Just wrote a paper about alcohol abuse that sounded like my weekend...
I just found three unopened cans of PBR behind our futon that I think I was saving for winter.
And then I saw the naval officer and gave up that whole new leaf thing
What are the odds of finding the one hot Australian dude with erecile dysfunction?
halloween is the only time that anne boleyn, the joker, a cowgirl, and a mexican man complete with sombrero and poncho can all hit the same blunt
So should I finish watching Space Jam and then get head? Or get head while secretly watching Space Jam?
Contents of my pockets this morning: phone, condom, one hoop earring, half a cheeseburger, lighter and a $87 receipt from tacobell. Time for work.
How could you give up sex for lent? I gave up religion for lent years ago and never looked back. Or give up civility, not sex.
Strike three, the fat brides maid they call shit puker also has herpes.
A man bought two 40's from me, then asked if I had duct tape. How do people over 50 know about Edward 40hands? It was very weird.
I've hit an all time low I just sent a boob pict to fat Randall the one I gave a partial bj to a year a a half ago
Children cease to be precious when they crap their shorts in the pool I exercise at.
No.
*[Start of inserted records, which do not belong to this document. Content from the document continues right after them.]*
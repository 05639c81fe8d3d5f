use std::sync::atomic::{AtomicUsize, Ordering};
use std::sync::{Arc, Mutex};
use std::time::Duration;

use async_trait::async_trait;
use chrono::Utc;

use crimsonwatch_domain::{
    AgentRecord, AgentStatus, ErrorKind, FallbackProfile, MetricsSnapshot, SecuritySnapshot,
    ThreatLevel,
};
use crimsonwatch_ports::{
    FetchRequest, MetadataPayload, MetricsPayload, RawPayload, SourceClient, SourceError,
    SourceKind, SourceResult, SourceSet,
};

use crate::merger::Merger;
use crate::scheduler::{CycleOutcome, PollScheduler, SchedulerConfig};
use crate::store::SnapshotStore;
use crate::synthesizer::{QUIET_BAND, Synthesizer};

struct ScriptedSource {
    kind: SourceKind,
    delay: Duration,
    result: SourceResult,
    calls: AtomicUsize,
    last_profile: Mutex<Option<FallbackProfile>>,
}

impl ScriptedSource {
    fn new(kind: SourceKind, delay: Duration, result: SourceResult) -> Arc<Self> {
        Arc::new(Self {
            kind,
            delay,
            result,
            calls: AtomicUsize::new(0),
            last_profile: Mutex::new(None),
        })
    }

    fn calls(&self) -> usize {
        self.calls.load(Ordering::SeqCst)
    }
}

#[async_trait]
impl SourceClient for ScriptedSource {
    fn kind(&self) -> SourceKind {
        self.kind
    }

    async fn fetch(&self, request: &FetchRequest) -> SourceResult {
        self.calls.fetch_add(1, Ordering::SeqCst);
        *self.last_profile.lock().unwrap() = request.fallback_profile;
        if !self.delay.is_zero() {
            tokio::time::sleep(self.delay).await;
        }
        self.result.clone()
    }
}

fn blocked_metrics(delay: Duration) -> Arc<ScriptedSource> {
    ScriptedSource::new(
        SourceKind::Metrics,
        delay,
        Ok(RawPayload::Metrics(MetricsPayload {
            blocked_calls_total: Some(10),
            ..MetricsPayload::default()
        })),
    )
}

fn one_agent_metadata() -> Arc<ScriptedSource> {
    ScriptedSource::new(
        SourceKind::Metadata,
        Duration::ZERO,
        Ok(RawPayload::Metadata(MetadataPayload {
            agents: Some(vec![AgentRecord {
                id: "a1".into(),
                name: "research-agent".into(),
                status: AgentStatus::Blocked,
                risk_score: 78.0,
                blocked_calls: 15,
                last_activity: Utc::now(),
                tools_used: vec!["web_search".into()],
            }]),
            alerts: None,
        })),
    )
}

fn scheduler(sources: SourceSet, store: SnapshotStore, config: SchedulerConfig) -> Arc<PollScheduler> {
    Arc::new(PollScheduler::new(sources, store, config).with_merger(Merger::new(Synthesizer::seeded(1))))
}

#[tokio::test(start_paused = true)]
async fn test_refresh_during_cycle_starts_no_second_cycle() {
    let metrics = blocked_metrics(Duration::from_secs(1));
    let store = SnapshotStore::new();
    let scheduler = scheduler(
        SourceSet::empty().with_metrics(metrics.clone()),
        store.clone(),
        SchedulerConfig::default(),
    );

    let first = tokio::spawn({
        let scheduler = scheduler.clone();
        async move { scheduler.run_cycle().await }
    });
    tokio::time::sleep(Duration::from_millis(10)).await;

    assert!(scheduler.is_polling());
    assert!(store.state().loading);
    assert!(!store.manual_refresh());
    assert_eq!(scheduler.run_cycle().await, CycleOutcome::Suppressed);

    let outcome = first.await.unwrap();
    assert_eq!(
        outcome,
        CycleOutcome::Published {
            generation: 1,
            is_live: true
        }
    );
    assert_eq!(metrics.calls(), 1);
    let stats = scheduler.stats();
    assert_eq!((stats.started, stats.published, stats.suppressed), (1, 1, 1));
    assert!(!scheduler.is_polling());
    assert!(!store.state().loading);
}

#[tokio::test(start_paused = true)]
async fn test_teardown_discards_in_flight_cycle() {
    let metrics = blocked_metrics(Duration::from_secs(2));
    let store = SnapshotStore::new();
    let publishes = Arc::new(AtomicUsize::new(0));
    let notifications = Arc::new(AtomicUsize::new(0));
    let counter = publishes.clone();
    let seen = notifications.clone();
    let _sub = store.subscribe(move |update| {
        seen.fetch_add(1, Ordering::SeqCst);
        if update.generation > 0 {
            counter.fetch_add(1, Ordering::SeqCst);
        }
    });
    let scheduler = scheduler(
        SourceSet::empty().with_metrics(metrics.clone()),
        store.clone(),
        SchedulerConfig::default(),
    );

    let in_flight = tokio::spawn({
        let scheduler = scheduler.clone();
        async move { scheduler.run_cycle().await }
    });
    tokio::time::sleep(Duration::from_millis(10)).await;
    assert!(store.state().loading);
    assert_eq!(notifications.load(Ordering::SeqCst), 1);
    scheduler.teardown();

    assert_eq!(in_flight.await.unwrap(), CycleOutcome::Abandoned);
    assert_eq!(scheduler.run_cycle().await, CycleOutcome::Cancelled);
    assert_eq!(store.state().generation, 0);
    assert!(!store.state().loading);
    assert!(store.manual_refresh());
    assert_eq!(notifications.load(Ordering::SeqCst), 1);
    assert_eq!(publishes.load(Ordering::SeqCst), 0);
    assert_eq!(scheduler.stats().abandoned, 1);
    assert_eq!(scheduler.stats().published, 0);
}

#[tokio::test(start_paused = true)]
async fn test_all_sources_timing_out_synthesizes() {
    let hang = Duration::from_secs(60);
    let sources = SourceSet::empty()
        .with_metrics(blocked_metrics(hang))
        .with_metadata(ScriptedSource::new(
            SourceKind::Metadata,
            hang,
            Ok(RawPayload::Metadata(MetadataPayload::default())),
        ))
        .with_fallback(ScriptedSource::new(
            SourceKind::Fallback,
            hang,
            Err(SourceError::Disabled {
                origin: SourceKind::Fallback,
            }),
        ));
    let store = SnapshotStore::new();
    let scheduler = scheduler(sources, store.clone(), SchedulerConfig::default());

    let started = tokio::time::Instant::now();
    let outcome = scheduler.run_cycle().await;

    assert!(started.elapsed() < Duration::from_secs(5));
    assert_eq!(
        outcome,
        CycleOutcome::Published {
            generation: 1,
            is_live: false
        }
    );
    let state = store.state();
    assert!(!state.snapshot.is_live());
    assert!(QUIET_BAND.contains(&state.snapshot.metrics().threat_level().value()));
    assert_eq!(state.last_error, Some(ErrorKind::AllSourcesFailed));
}

#[tokio::test(start_paused = true)]
async fn test_metadata_survives_metrics_outage() {
    let sources = SourceSet::empty()
        .with_metrics(ScriptedSource::new(
            SourceKind::Metrics,
            Duration::ZERO,
            Err(SourceError::Unreachable {
                origin: SourceKind::Metrics,
                reason: "connection refused".into(),
            }),
        ))
        .with_metadata(one_agent_metadata());
    let store = SnapshotStore::new();
    let scheduler = scheduler(sources, store.clone(), SchedulerConfig::default());

    scheduler.run_cycle().await;

    let current = store.get_current();
    assert!(current.is_live());
    assert_eq!(current.agents().len(), 1);
    assert_eq!(current.agents()[0].id, "a1");
    assert_eq!(current.metrics().active_agents(), 1);
    assert_eq!(store.state().last_error, None);
}

#[tokio::test(start_paused = true)]
async fn test_selected_profile_reaches_fallback_source() {
    let fixture = SecuritySnapshot::new(
        MetricsSnapshot::new(Utc::now(), ThreatLevel::new(86), 31, 0, 4),
        Vec::new(),
        Vec::new(),
        Vec::new(),
        false,
    );
    let fallback = ScriptedSource::new(
        SourceKind::Fallback,
        Duration::ZERO,
        Ok(RawPayload::Fallback(Box::new(fixture))),
    );
    let store = SnapshotStore::with_profile(Some(FallbackProfile::Attack));
    let scheduler = scheduler(
        SourceSet::empty().with_fallback(fallback.clone()),
        store.clone(),
        SchedulerConfig::default(),
    );

    scheduler.run_cycle().await;

    assert_eq!(*fallback.last_profile.lock().unwrap(), Some(FallbackProfile::Attack));
    assert_eq!(store.get_current().metrics().threat_level().value(), 86);
    assert!(!store.get_current().is_live());
}

#[tokio::test(start_paused = true)]
async fn test_timer_drives_cycles_until_shutdown() {
    let metadata = one_agent_metadata();
    let store = SnapshotStore::new();
    let scheduler = scheduler(
        SourceSet::empty().with_metadata(metadata.clone()),
        store.clone(),
        SchedulerConfig::default(),
    );

    let handle = scheduler.spawn();
    tokio::time::sleep(Duration::from_millis(12_500)).await;
    assert_eq!(store.state().generation, 3);

    handle.shutdown().await.unwrap();
    tokio::time::sleep(Duration::from_secs(20)).await;
    assert_eq!(store.state().generation, 3);
    assert_eq!(metadata.calls(), 3);
}

#[tokio::test(start_paused = true)]
async fn test_manual_refresh_runs_out_of_band_cycle() {
    let store = SnapshotStore::new();
    let scheduler = scheduler(
        SourceSet::empty().with_metadata(one_agent_metadata()),
        store.clone(),
        SchedulerConfig::default().with_interval(Duration::from_secs(60)),
    );

    let handle = scheduler.spawn();
    tokio::time::sleep(Duration::from_millis(10)).await;
    assert_eq!(store.state().generation, 1);

    assert!(store.manual_refresh());
    tokio::time::sleep(Duration::from_millis(10)).await;
    assert_eq!(store.state().generation, 2);

    handle.shutdown().await.unwrap();
}

#[tokio::test(start_paused = true)]
async fn test_slow_cycles_never_overlap() {
    let metrics = blocked_metrics(Duration::from_millis(2500));
    let scheduler = scheduler(
        SourceSet::empty().with_metrics(metrics.clone()),
        SnapshotStore::new(),
        SchedulerConfig::default().with_interval(Duration::from_secs(1)),
    );

    let handle = scheduler.spawn();
    tokio::time::sleep(Duration::from_millis(3200)).await;

    let stats = scheduler.stats();
    assert_eq!(stats.started, 2);
    assert_eq!(stats.published, 1);
    assert_eq!(stats.suppressed, 2);
    assert_eq!(metrics.calls(), 2);

    handle.shutdown().await.unwrap();
}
Way more drunk than the night I put a snowball in my purse "for later" and woke up to find everything soaking the next day.
But less drunk than the day that Pete took four of your birth control pills thinking they were Advil, right?
Dude at the bar last night came into the bathroom, drop kicked the stall open and start saying lines from happy Gilmore as he was shitting, "go in your home! Are you too good for your home?!"